Background: The heterogeneity in Alzheimer’s disease (AD) has recently become a topic of intensive research due to its implications in understanding the underlying pathophysiological mechanisms of AD. We aimed to assess whether AD atrophy subtypes reflect different disease stages or biologically distinct subtypes. Methods We used longitudinal magnetic resonance images of 1196 individuals (891 AD dementia patients and 305 cognitively unimpaired individuals) from ADNI, AIBL, J-ADNI, and AddNeuroMed cohorts. AD patients were divided in discovery and prediction datasets. In the discovery dataset we applied a novel longitudinal clustering model that estimates differential atrophy patterns from the age of clinical disease onset. We calculated cluster-specific cognitive trajectories and validated our model in the prediction dataset. Results We discovered five longitudinal atrophy patterns in 320 amyloid-β positive AD patients over 8 years, with different atrophy and cognitive trajectories. Our findings replicated the previously reported AD subtypes (typical, limbic predominant, hippocampal sparing, minimal atrophy), but featured only two distinct longitudinal neurodegeneration pathways (mediotemporal vs. cortical).
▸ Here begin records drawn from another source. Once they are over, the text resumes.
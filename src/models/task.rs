use chrono::Utc;
use serde::{Deserialize, Serialize};

#[derive(Debug, Clone, Copy, Serialize, Deserialize, PartialEq, Eq, Default)]
#[serde(rename_all = "lowercase")]
pub enum Priority {
    Low,
    #[default]
    Medium,
    High,
}

impl Priority {
    pub fn as_str(&self) -> &'static str {
        match self {
            Priority::Low => "Low",
            Priority::Medium => "Medium",
            Priority::High => "High",
        }
    }

    pub fn css_class(&self) -> &'static str {
        match self {
            Priority::Low => "priority-low",
            Priority::Medium => "priority-medium",
            Priority::High => "priority-high",
        }
    }
}

#[derive(Debug, Clone, Serialize, Deserialize, PartialEq, Eq)]
pub struct Task {
    pub id: String,
    pub title: String,
    #[serde(default)]
    pub description: Option<String>,
    #[serde(default)]
    pub priority: Priority,
    #[serde(default)]
    pub assignee: Option<String>,
    pub column_id: String,
}

impl Task {
    /// First character of the assignee, shown in the avatar bubble.
    pub fn assignee_initial(&self) -> Option<char> {
        self.assignee.as_deref().and_then(|name| name.chars().next())
    }
}

/// Placeholder field values for tasks created from the board.
#[derive(Debug, Clone, Serialize, Deserialize, PartialEq, Eq)]
pub struct TaskTemplate {
    pub title: String,
    #[serde(default)]
    pub description: Option<String>,
    #[serde(default)]
    pub priority: Priority,
    #[serde(default)]
    pub assignee: Option<String>,
}

impl Default for TaskTemplate {
    fn default() -> Self {
        Self {
            title: "New task".to_string(),
            description: Some("Click to edit the task description".to_string()),
            priority: Priority::Medium,
            assignee: Some("Unassigned".to_string()),
        }
    }
}

impl TaskTemplate {
    pub fn instantiate(&self, id: String, column_id: String) -> Task {
        Task {
            id,
            title: self.title.clone(),
            description: self.description.clone(),
            priority: self.priority,
            assignee: self.assignee.clone(),
            column_id,
        }
    }
}

/// Millisecond-clock task ids, bumped forward so two tasks created within the
/// same millisecond (or a clock step backwards) still get distinct ids.
#[derive(Debug, Clone, Default, PartialEq, Eq)]
pub struct TaskIdGenerator {
    last: i64,
}

impl TaskIdGenerator {
    pub fn next_id(&mut self, is_taken: impl Fn(&str) -> bool) -> String {
        self.next_id_at(Utc::now().timestamp_millis(), is_taken)
    }

    pub fn next_id_at(&mut self, now_millis: i64, is_taken: impl Fn(&str) -> bool) -> String {
        let mut candidate = now_millis.max(self.last + 1);
        while is_taken(&candidate.to_string()) {
            candidate += 1;
        }
        self.last = candidate;
        candidate.to_string()
    }
}
use leptos::prelude::*;

use super::TaskCardBody;
use crate::features::kanban::hooks::use_drag;

/// Floating copy of the dragged card that follows the pointer.
#[component]
pub fn DragOverlay() -> impl IntoView {
    let drag = use_drag();

    move || {
        drag.active_task().map(|task| {
            view! {
                <div
                    class="task-card drag-overlay"
                    style:left=move || format!("{}px", drag.pointer().x)
                    style:top=move || format!("{}px", drag.pointer().y)
                >
                    <TaskCardBody task=task />
                </div>
            }
        })
    }
}
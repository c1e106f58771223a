pub mod use_board;
pub mod use_drag;

pub use use_board::*;
pub use use_drag::*;
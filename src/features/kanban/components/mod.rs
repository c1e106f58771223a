pub mod board;
pub mod column;
pub mod drag_overlay;
pub mod header;
pub mod task_card;

pub use board::KanbanBoard;
pub use column::KanbanColumn;
pub use drag_overlay::DragOverlay;
pub use header::KanbanHeader;
pub use task_card::{TaskCard, TaskCardBody};
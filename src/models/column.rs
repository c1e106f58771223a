use serde::{Deserialize, Serialize};

#[derive(Debug, Clone, Copy, Serialize, Deserialize, PartialEq, Eq, Default)]
#[serde(rename_all = "lowercase")]
pub enum ColumnColor {
    #[default]
    Gray,
    Blue,
    Yellow,
    Green,
}

impl ColumnColor {
    pub fn css_class(&self) -> &'static str {
        match self {
            ColumnColor::Gray => "column-gray",
            ColumnColor::Blue => "column-blue",
            ColumnColor::Yellow => "column-yellow",
            ColumnColor::Green => "column-green",
        }
    }
}

/// A fixed lane of the board. Columns come from configuration and never change at runtime.
#[derive(Debug, Clone, Serialize, Deserialize, PartialEq, Eq)]
pub struct Column {
    pub id: String,
    pub title: String,
    #[serde(default)]
    pub color: ColumnColor,
}
pub mod kanban;

pub use kanban::Kanban;
use leptos::prelude::*;

use crate::models::{Board, Column, Task};

/// Reactive handle on the board. The board itself lives in a signal and is
/// only mutated through its own operations, so every change goes through
/// [`BoardStore::apply`].
#[derive(Clone, Copy)]
pub struct BoardStore {
    board: RwSignal<Board>,
}

impl BoardStore {
    pub fn new(board: Board) -> Self {
        Self { board: RwSignal::new(board) }
    }

    /// Runs `op` against the board, notifying subscribers only when the
    /// board's revision moved. `None` once the store has been disposed.
    pub fn apply<R>(&self, op: impl FnOnce(&mut Board) -> R) -> Option<R> {
        self.board.try_maybe_update(|board| {
            let before = board.revision();
            let result = op(board);
            (board.revision() != before, result)
        })
    }

    pub fn columns(&self) -> Vec<Column> {
        self.board.with_untracked(|board| board.columns().to_vec())
    }

    pub fn task(&self, task_id: &str) -> Option<Task> {
        self.board.with(|board| board.task(task_id).cloned())
    }

    pub fn tasks_in_column(&self, column_id: &str) -> Vec<Task> {
        self.board
            .with(|board| board.tasks_in_column(column_id).cloned().collect())
    }

    pub fn task_count(&self, column_id: &str) -> usize {
        self.board.with(|board| board.tasks_in_column(column_id).count())
    }

    pub fn add_task(&self, column_id: &str) -> Option<String> {
        self.apply(|board| board.add_task(column_id))
    }
}

pub fn provide_board(board: Board) -> BoardStore {
    let store = BoardStore::new(board);
    provide_context(store);
    store
}

pub fn use_board() -> BoardStore {
    expect_context::<BoardStore>()
}
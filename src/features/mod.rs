pub mod kanban;
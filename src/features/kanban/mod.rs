pub mod components;
pub mod hooks;
pub mod services;

pub use components::*;
pub use hooks::*;
pub use services::*;
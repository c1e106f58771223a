use leptos::ev;
use leptos::prelude::*;

use crate::core::BoardConfig;
use crate::features::kanban::{
    drop_id_at, provide_board, provide_drag, KanbanBoard, KanbanHeader, PointerPosition,
    PointerSensor,
};

fn pointer_position(ev: &ev::PointerEvent) -> PointerPosition {
    PointerPosition::new(ev.client_x() as f64, ev.client_y() as f64)
}

#[component]
pub fn Kanban(config: BoardConfig) -> impl IntoView {
    let title = config.title.clone();
    let subtitle = config.subtitle.clone();
    let sensor = PointerSensor::new(config.activation_distance);

    let store = provide_board(config.into_board());
    let drag = provide_drag(store, sensor);

    // Gesture tracking is window-wide so a drag keeps following the pointer
    // after it leaves the card it started on.
    let on_move = window_event_listener(ev::pointermove, move |ev| {
        let at = pointer_position(&ev);
        let hit = if ev.buttons() != 0 { drop_id_at(at) } else { None };
        drag.motion(at, hit);
    });
    let on_up = window_event_listener(ev::pointerup, move |ev| {
        drag.release(drop_id_at(pointer_position(&ev)));
    });
    let on_cancel = window_event_listener(ev::pointercancel, move |_| drag.cancel());
    let on_key = window_event_listener(ev::keydown, move |ev| {
        if ev.key() == "Escape" {
            drag.cancel();
        }
    });
    on_cleanup(move || {
        on_move.remove();
        on_up.remove();
        on_cancel.remove();
        on_key.remove();
    });

    view! {
        <div class="kanban-page">
            <KanbanHeader title=title subtitle=subtitle />
            <KanbanBoard />
        </div>
    }
}
pub mod board;
pub mod column;
pub mod task;

pub use board::Board;
pub use column::Column;
pub use task::{Task, TaskIdGenerator, TaskTemplate};
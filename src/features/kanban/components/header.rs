use leptos::prelude::*;

#[component]
pub fn KanbanHeader(
    #[prop(into)] title: String,
    #[prop(into)] subtitle: Option<String>,
) -> impl IntoView {
    view! {
        <header class="kanban-header">
            <div class="kanban-header-left">
                <h1>{title}</h1>
                {subtitle.map(|text| view! { <p class="kanban-subtitle">{text}</p> })}
            </div>
        </header>
    }
}
use tracing::debug;

use crate::models::Board;

/// What the pointer is currently hovering during a drag.
#[derive(Debug, Clone, PartialEq, Eq)]
pub enum DropTarget {
    /// Empty area of a column.
    Column(String),
    /// Another card.
    Task(String),
}

impl DropTarget {
    /// Column ids win over task ids when a drop id could name either.
    pub fn resolve(board: &Board, id: &str) -> Option<Self> {
        if board.column(id).is_some() {
            Some(DropTarget::Column(id.to_string()))
        } else if board.task(id).is_some() {
            Some(DropTarget::Task(id.to_string()))
        } else {
            None
        }
    }
}

#[derive(Debug, Clone, PartialEq, Eq, Default)]
pub enum DragState {
    #[default]
    Idle,
    Dragging {
        active: String,
        over: Option<DropTarget>,
    },
}

impl DragState {
    pub fn active_id(&self) -> Option<&str> {
        match self {
            DragState::Idle => None,
            DragState::Dragging { active, .. } => Some(active),
        }
    }

    pub fn over(&self) -> Option<&DropTarget> {
        match self {
            DragState::Dragging { over, .. } => over.as_ref(),
            DragState::Idle => None,
        }
    }

    pub fn is_dragging(&self) -> bool {
        matches!(self, DragState::Dragging { .. })
    }
}

/// Drag lifecycle events. Target ids are raw drop ids as found under the pointer.
#[derive(Debug, Clone, PartialEq, Eq)]
pub enum DragEvent {
    Start { task_id: String, over: Option<String> },
    Over(Option<String>),
    End(Option<String>),
    Cancel,
}

/// Advances the drag state machine by one event, applying board mutations.
///
/// Column changes are applied eagerly while hovering; the sequence reorder is
/// applied once, on drop. A cancel clears the session but keeps any column
/// change already made.
pub fn dispatch(state: DragState, event: DragEvent, board: &mut Board) -> DragState {
    match (state, event) {
        (DragState::Idle, DragEvent::Start { task_id, over }) => {
            if board.task(&task_id).is_none() {
                debug!(task_id = %task_id, "drag start ignored: unknown task");
                return DragState::Idle;
            }
            let over = over.and_then(|id| DropTarget::resolve(board, &id));
            debug!(task_id = %task_id, ?over, "drag started");
            DragState::Dragging { active: task_id, over }
        }

        (DragState::Dragging { active, .. }, DragEvent::Over(target)) => {
            let over = target.and_then(|id| DropTarget::resolve(board, &id));
            if let Some(DropTarget::Column(column_id)) = &over {
                board.move_task_to_column(&active, column_id);
            }
            DragState::Dragging { active, over }
        }

        (DragState::Dragging { active, .. }, DragEvent::End(target)) => {
            match target {
                Some(target_id) if target_id != active && board.task(&target_id).is_some() => {
                    board.reorder_task(&active, &target_id);
                }
                _ => debug!(task_id = %active, "drag ended without a task target"),
            }
            DragState::Idle
        }

        (DragState::Dragging { active, .. }, DragEvent::Cancel) => {
            debug!(task_id = %active, "drag cancelled");
            DragState::Idle
        }

        (state @ DragState::Dragging { .. }, DragEvent::Start { task_id, .. }) => {
            debug!(task_id = %task_id, "drag start ignored: gesture already in progress");
            state
        }

        (DragState::Idle, event) => {
            debug!(?event, "drag event ignored while idle");
            DragState::Idle
        }
    }
}
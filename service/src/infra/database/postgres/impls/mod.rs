//! [`Database`] implementations.

#![allow(
    clippy::items_after_statements,
    reason = "`const SQL` after statements"
)]

mod audit;
mod contract;
mod deal;
mod document;
mod listing;
mod user;

use async_trait::async_trait;
use common::operations::{Commit, Transact};
use refinery_core::{
    traits::r#async::{AsyncQuery, AsyncTransaction},
    AsyncMigrate, Migration,
};
use tracerr::Traced;

use crate::infra::{database, postgres, Database};

use super::{NonTx, Postgres, Tx};

impl Database<Transact> for Postgres<NonTx> {
    type Ok = Postgres<Tx>;
    type Err = Traced<database::Error>;

    async fn execute(&self, _: Transact) -> Result<Self::Ok, Self::Err> {
        Ok(Postgres(Tx::from_non_tx(self.0.clone())))
    }
}

impl Database<Transact> for Postgres<Tx> {
    type Ok = Self;
    type Err = Traced<database::Error>;

    async fn execute(&self, _: Transact) -> Result<Self::Ok, Self::Err> {
        Ok(self.clone())
    }
}

impl Database<Commit> for Postgres<Tx> {
    type Ok = ();
    type Err = Traced<database::Error>;

    async fn execute(&self, _: Commit) -> Result<Self::Ok, Self::Err> {
        self.commit().await.map_err(tracerr::wrap!())
    }
}

#[async_trait]
impl AsyncTransaction for Postgres {
    type Error = Traced<database::Error>;

    async fn execute(
        &mut self,
        queries: &[&str],
    ) -> Result<usize, Self::Error> {
        let mut conn = self
            .0
            .pool
            .get()
            .await
            .map_err(tracerr::from_and_wrap!(=> postgres::Error))
            .map_err(tracerr::map_from)?;
        AsyncTransaction::execute(&mut **conn, queries)
            .await
            .map_err(tracerr::from_and_wrap!(=> postgres::Error))
            .map_err(tracerr::map_from)
    }
}

#[async_trait]
impl AsyncQuery<Vec<Migration>> for Postgres {
    async fn query(
        &mut self,
        query: &str,
    ) -> Result<Vec<Migration>, <Self as AsyncTransaction>::Error> {
        let mut conn = self
            .0
            .pool
            .get()
            .await
            .map_err(tracerr::from_and_wrap!(=> postgres::Error))
            .map_err(tracerr::map_from)?;
        AsyncQuery::query(&mut **conn, query)
            .await
            .map_err(tracerr::from_and_wrap!(=> postgres::Error))
            .map_err(tracerr::map_from)
    }
}

impl AsyncMigrate for Postgres {}
//! Marker types.

/// Marker type describing an entity creation.
#[derive(Clone, Copy, Debug)]
pub struct Creation;

/// Marker type describing an entity update.
#[derive(Clone, Copy, Debug)]
pub struct Update;

/// Marker type describing an entity deletion.
#[derive(Clone, Copy, Debug)]
pub struct Deletion;
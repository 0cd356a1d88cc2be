//! GraphQL [`Mutation`]s definitions.

use common::{Date, Money};
use juniper::graphql_object;
use service::{
    command,
    domain::{deal, user},
    Command as _,
};

use crate::{api, define_error, AsError, Context, Error, Session};

/// Root of all GraphQL mutations.
#[derive(Clone, Copy, Debug)]
pub struct Mutation;

impl Mutation {
    /// Name of the [`tracing::Span`] for the mutations.
    const SPAN_NAME: &'static str = "GraphQL mutation";
}

/// Resolves the [`deal::Party`] the authenticated [`Session`] acts as.
fn party_of(session: &Session) -> Result<deal::Party, Error> {
    match session.role {
        user::Role::Tenant => Ok(deal::Party::Tenant),
        user::Role::Landlord => Ok(deal::Party::Landlord),
        user::Role::Admin => Err(api::PrivilegeError::Party.into()),
    }
}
AD subtypes with distinct atrophy trajectories converged in late disease stages. We found a substantial agreement between our model estimates and the prediction dataset’s (571 AD) atrophy levels. Conclusion: Two neurodegeneration pathways were defined, suggesting that some of the previously reported atrophy subtypes may reflect different disease stages rather than distinct subtypes. However, substantial heterogeneity exists within the two pathways with different rates of atrophy and cognitive decline, potentially caused by a complex combination of protective/risk factors and concomitant non-AD brain pathologies. Clearly distinct atrophy trajectories may converge in late disease stages. By shifting from the cross-sectional understanding of AD subtypes to the new perspective brought by longitudinal clustering, we set the ground to unravel the heterogeneity in AD, which may provide a platform for developing disease-modifying treatments in the future. Funding: No funding is declared. Declaration of Interest: None to declare. Ethical Approval: All participants provided written informed consent in accordance with the Helsinki declaration and approval for the studies was obtained by the local ethical committees.